Jika pemerintah desa menjadi sentrum kekuasaan politik, maka kepala desa (lurah desa) merupakan personifikasi dan representasi pemerintah desa. Semua mata di desa ditujukan kepada kepala desa secara personal. “Hitam putihnya desa ini tergantung pada lurahnya”, demikian ungkap seorang warga desa. Kades harus mengetahui semua hajat hidup orang banyak, sekalipun hanya selembar daun yang jatuh dari pohon. Karena itu kepala desa selalu sensitif terhadap legitimasi di mata rakyatnya. Legitimasi berarti pengakuan rakyat terhadap kekuasaan dan kewenangan kepala desa untuk bertindak mengatur dan mengarahkan rakyat. Tetapi legitimasi tidak turun dari langit begitu saja. Kepala desa yang terpilih secara demokratis belum tentu memperoleh legitimasi terusmenerus ketika menjadi pemimpin di desanya. Legitimasi mempunyai asal-usul, mempunyai sumbernya. Legitimasi kepala desa bersumber pada ucapan yang disampaikan, nilai-nilai yang diakui, serta tindakan yang diperbuat setiap hari. Umumnya kepala desa yakin betul bahwa pengakuan rakyat sangat dibutuhkan untuk membangun eksistensi dan menopang kelancaran kebijakan
 5


maupun tugas-tugas yang dia emban, meski setiap kepala desa mempunyai ukuran dan gaya yang berbeda-beda dalam membangun legitimasi. Tetapi, kepala desa umumnya membangun legitimasi dengan cara-cara yang sangat personal ketimbang institusional. Kepala desa dengan gampang diterima secara baik oleh warga bila ringan tangan membantu dan menghadiri acara-acara privat warga, sembada dan pemurah hati, ramah terhadap warganya, dan lain-lain.

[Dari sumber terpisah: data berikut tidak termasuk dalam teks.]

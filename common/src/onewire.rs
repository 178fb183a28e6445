use tracing::{debug, warn};

use crate::{
    address::DeviceAddress,
    error::{Error, Result},
};

pub const CMD_SEARCH_ROM: u8 = 0xF0;
pub const CMD_MATCH_ROM: u8 = 0x55;
pub const CMD_SKIP_ROM: u8 = 0xCC;

// One pass per device plus the final one; a noisy line could otherwise keep
// inventing branches forever.
const MAX_SEARCH_PASSES: usize = 128;

/// Slot-level access to the physical line.
///
/// Implementations own the electrical timing; everything above works in
/// whole bits.
pub trait OneWireLine {
    /// Reset pulse followed by the presence window. `Ok(true)` when at least
    /// one device pulled the line low.
    fn reset(&mut self) -> Result<bool>;

    fn write_bit(&mut self, bit: bool) -> Result<()>;

    fn read_bit(&mut self) -> Result<bool>;
}

pub struct OneWireBus<L> {
    line: L,
}

impl<L: OneWireLine> OneWireBus<L> {
    pub fn new(line: L) -> Self {
        Self { line }
    }

    pub fn line_mut(&mut self) -> &mut L {
        &mut self.line
    }

    pub fn reset(&mut self) -> Result<bool> {
        self.line.reset()
    }

    pub fn write_byte(&mut self, byte: u8) -> Result<()> {
        for bit in 0..8 {
            self.line.write_bit(byte & (1 << bit) != 0)?;
        }
        Ok(())
    }

    pub fn read_byte(&mut self) -> Result<u8> {
        let mut byte = 0_u8;
        for bit in 0..8 {
            if self.line.read_bit()? {
                byte |= 1 << bit;
            }
        }
        Ok(byte)
    }

    pub fn write_bytes(&mut self, bytes: &[u8]) -> Result<()> {
        for byte in bytes {
            self.write_byte(*byte)?;
        }
        Ok(())
    }

    pub fn read_bytes(&mut self, buffer: &mut [u8]) -> Result<()> {
        for byte in buffer.iter_mut() {
            *byte = self.read_byte()?;
        }
        Ok(())
    }

    /// Reset and address a single device. Returns whether anything answered
    /// the reset.
    pub fn select(&mut self, address: &DeviceAddress) -> Result<bool> {
        if !self.reset()? {
            return Ok(false);
        }
        self.write_byte(CMD_MATCH_ROM)?;
        self.write_bytes(address.as_bytes())?;
        Ok(true)
    }

    /// Reset and address every device at once.
    pub fn skip_rom(&mut self) -> Result<bool> {
        if !self.reset()? {
            return Ok(false);
        }
        self.write_byte(CMD_SKIP_ROM)?;
        Ok(true)
    }

    /// Enumerates every device on the line.
    ///
    /// Each pass walks the 64 ROM bits of all still-participating devices in
    /// parallel: a `(0, 0)` answer is a discrepancy, resolved low first and
    /// high on a later pass. Addresses failing their CRC are dropped.
    ///
    /// An empty bus is only reported from the first pass. Losing the devices
    /// after that is a `BusFault`, never a shorter list.
    pub fn search(&mut self) -> Result<Vec<DeviceAddress>> {
        let mut found: Vec<DeviceAddress> = Vec::new();
        let mut rom = [0_u8; 8];
        // 1-based bit position of the last branch taken low; 0 = none left.
        let mut last_discrepancy = 0_usize;

        for pass in 0..MAX_SEARCH_PASSES {
            if !self.reset()? {
                if pass == 0 {
                    return Ok(found);
                }
                return Err(Error::BusFault("presence lost during search"));
            }
            self.write_byte(CMD_SEARCH_ROM)?;

            let mut last_zero = 0_usize;
            for position in 1..=64_usize {
                let id_bit = self.line.read_bit()?;
                let complement = self.line.read_bit()?;
                let byte = (position - 1) / 8;
                let mask = 1_u8 << ((position - 1) % 8);

                let direction = match (id_bit, complement) {
                    (true, true) if pass == 0 && position == 1 => {
                        debug!("presence pulse but no device joined the search");
                        return Ok(found);
                    }
                    (true, true) => {
                        warn!("one-wire search lost all devices at bit {position}");
                        return Err(Error::BusFault("devices dropped out of search"));
                    }
                    (false, true) => false,
                    (true, false) => true,
                    (false, false) => {
                        let direction = if position < last_discrepancy {
                            rom[byte] & mask != 0
                        } else {
                            position == last_discrepancy
                        };
                        if !direction {
                            last_zero = position;
                        }
                        direction
                    }
                };

                if direction {
                    rom[byte] |= mask;
                } else {
                    rom[byte] &= !mask;
                }
                self.line.write_bit(direction)?;
            }

            let address = DeviceAddress::new(rom);
            if !address.crc_valid() {
                debug!("dropping one-wire address {address} with bad crc");
            } else if !found.contains(&address) {
                found.push(address);
            }

            last_discrepancy = last_zero;
            if last_discrepancy == 0 {
                return Ok(found);
            }
        }

        Err(Error::BusFault("search did not converge"))
    }
}

#[cfg(test)]
mod tests {
    use std::collections::BTreeSet;

    use pretty_assertions::assert_eq;

    use super::*;
    use crate::sim::{SimDevice, SimulatedLine};

    fn address(serial_tail: u8) -> DeviceAddress {
        DeviceAddress::from_parts(0x28, [serial_tail, 0x5A, 0x00, 0x10, 0x3C, 0x01])
    }

    fn bus_with(addresses: &[DeviceAddress]) -> OneWireBus<SimulatedLine> {
        let devices = addresses
            .iter()
            .map(|address| SimDevice::with_rom(*address.as_bytes(), 21.0))
            .collect();
        OneWireBus::new(SimulatedLine::new(devices))
    }

    #[test]
    fn search_finds_every_valid_device_once() {
        let expected = vec![address(0x01), address(0x02), address(0x80), address(0xFF)];
        let mut bus = bus_with(&expected);

        let found = bus.search().unwrap();

        assert_eq!(found.len(), expected.len());
        let found: BTreeSet<_> = found.into_iter().collect();
        let expected: BTreeSet<_> = expected.into_iter().collect();
        assert_eq!(found, expected);
    }

    #[test]
    fn search_excludes_addresses_with_bad_crc() {
        let good = address(0x11);
        let mut bad = *address(0x12).as_bytes();
        bad[7] ^= 0xFF;
        let mut bus = OneWireBus::new(SimulatedLine::new(vec![
            SimDevice::with_rom(*good.as_bytes(), 20.0),
            SimDevice::with_rom(bad, 20.0),
        ]));

        let found = bus.search().unwrap();

        assert_eq!(found, vec![good]);
    }

    #[test]
    fn search_is_idempotent() {
        let mut bus = bus_with(&[address(0x21), address(0x22), address(0x23)]);

        let first: BTreeSet<_> = bus.search().unwrap().into_iter().collect();
        let second: BTreeSet<_> = bus.search().unwrap().into_iter().collect();

        assert_eq!(first, second);
        assert_eq!(first.len(), 3);
    }

    #[test]
    fn search_on_empty_bus_is_empty() {
        let mut bus = OneWireBus::new(SimulatedLine::new(Vec::new()));
        assert!(bus.search().unwrap().is_empty());
    }

    #[test]
    fn addresses_sharing_long_prefixes_are_separated() {
        let a = DeviceAddress::from_parts(0x28, [0, 0, 0, 0, 0, 0]);
        let b = DeviceAddress::from_parts(0x28, [0, 0, 0, 0, 0, 0x80]);
        let c = DeviceAddress::from_parts(0x22, [0, 0, 0, 0, 0, 0]);
        let mut bus = bus_with(&[a, b, c]);

        let found: BTreeSet<_> = bus.search().unwrap().into_iter().collect();

        assert_eq!(found, BTreeSet::from([a, b, c]));
    }

    #[test]
    fn stuck_line_is_a_bus_fault() {
        let mut bus = bus_with(&[address(0x31)]);
        bus.line_mut().set_stuck(true);

        assert!(matches!(bus.search(), Err(Error::BusFault(_))));
        assert!(matches!(bus.reset(), Err(Error::BusFault(_))));

        bus.line_mut().set_stuck(false);
        assert_eq!(bus.search().unwrap(), vec![address(0x31)]);
    }

    #[test]
    fn missed_presence_mid_search_is_a_bus_fault() {
        let mut bus = bus_with(&[address(0x41), address(0x42)]);
        bus.line_mut().miss_presence_on_reset(2);

        assert_eq!(
            bus.search(),
            Err(Error::BusFault("presence lost during search"))
        );
        assert_eq!(bus.search().unwrap().len(), 2);
    }

    #[test]
    fn devices_vanishing_mid_pass_is_a_bus_fault() {
        let mut bus = bus_with(&[address(0x51), address(0x52)]);
        bus.line_mut().lose_devices_at_search_bit(20);

        assert_eq!(
            bus.search(),
            Err(Error::BusFault("devices dropped out of search"))
        );
        assert_eq!(bus.search().unwrap().len(), 2);
    }

    #[test]
    fn no_device_joining_the_first_bit_is_an_empty_bus() {
        let mut bus = bus_with(&[address(0x61)]);
        bus.line_mut().lose_devices_at_search_bit(0);

        assert!(bus.search().unwrap().is_empty());
    }

    /// Answers every reset and reads every bit as 0, so each search pass sees
    /// a discrepancy at every position.
    struct ChatteringLine;

    impl OneWireLine for ChatteringLine {
        fn reset(&mut self) -> Result<bool> {
            Ok(true)
        }

        fn write_bit(&mut self, _bit: bool) -> Result<()> {
            Ok(())
        }

        fn read_bit(&mut self) -> Result<bool> {
            Ok(false)
        }
    }

    #[test]
    fn search_gives_up_when_branches_never_run_out() {
        let mut bus = OneWireBus::new(ChatteringLine);

        assert_eq!(
            bus.search(),
            Err(Error::BusFault("search did not converge"))
        );
    }

    #[test]
    fn select_reports_missing_presence() {
        let mut bus = OneWireBus::new(SimulatedLine::new(Vec::new()));
        assert!(!bus.select(&address(0x01)).unwrap());
        assert!(!bus.skip_rom().unwrap());
    }
}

Kepala desa selalu tampil dominan dalam urusan publik dan politik, tetapi dia tidak mengembangkan sebuah tata pemerintahan yang bersendikan transparansi, akuntabilitas, daya tanggap, kepercayaan dan kebersamaan. Yang terjadi adalah sebaliknya: penundukan secara hegemonik terhadap warga, karena kepala desa merasa dipercaya dan ditokohkan oleh warga. Kepala desa punya citra diri benevolent atau sebagai wali yang sudah dipercaya dan diserahi mandat oleh
rakyatnya, sehingga kades tidak perlu bertele-tele bekerja dengan semangat partisipatif dan transparansi, atau harus mempertanggungjawabkan tindakan dan kebijakannya di hadapan publik. Sebaliknya, warga desa tidak terlalu peduli dengan kinerja kepala desa sebagai pemegang kekuasaan desa, sejauh sang kepala desa tidak mengganggu perut dan nyawa warganya secara langsung. Warga desa, yang sudah lama hidup dalam pragmatisme dan konservatisme, sudah cukup puas dengan penampilan Pak Kades yang lihai pidato dalam berbagai acara seremonial, yang populis dan ramah menyapa warganya, yang rela beranjangsana, yang rela berkorban mengeluarkan uang dari kantongnya sendiri untuk kepentingan umum, yang menjanjikan pembangunan prasarana fisik dan seterusnya. Masyarakat tampaknya tidak mempunyai ruang yang cukup dan kapasitas untuk voice
dan exit dari kondisi struktural desa yang bias elite, sentralistik dan feodal.4
Akuntabilitas publik sebenarnya merupakan isu yang sangat penting bagi demokrasi pemerintahan desa. Tetapi secara empirik akuntabilitas tidak terlalu penting bagi kades. Ketika kades sudah memainkan fungsi sosialnya dengan baik, maka kades cenderung mengabaikan akuntabilitas di hadapan masyarakat. Ia tidak perlu mempertanggungjawabkan program, kegiatan dan keuangannya, meski yang terakhir ini sering menjadi problem yang serius. Proses intervensi negara ke desa dan integrasi desa ke negara menjadikan kades lebih peka terhadap akuntabilitas administratif terhadap pemerintah supra desa ketimbang akuntabilitas politik pada basis konstituennya. 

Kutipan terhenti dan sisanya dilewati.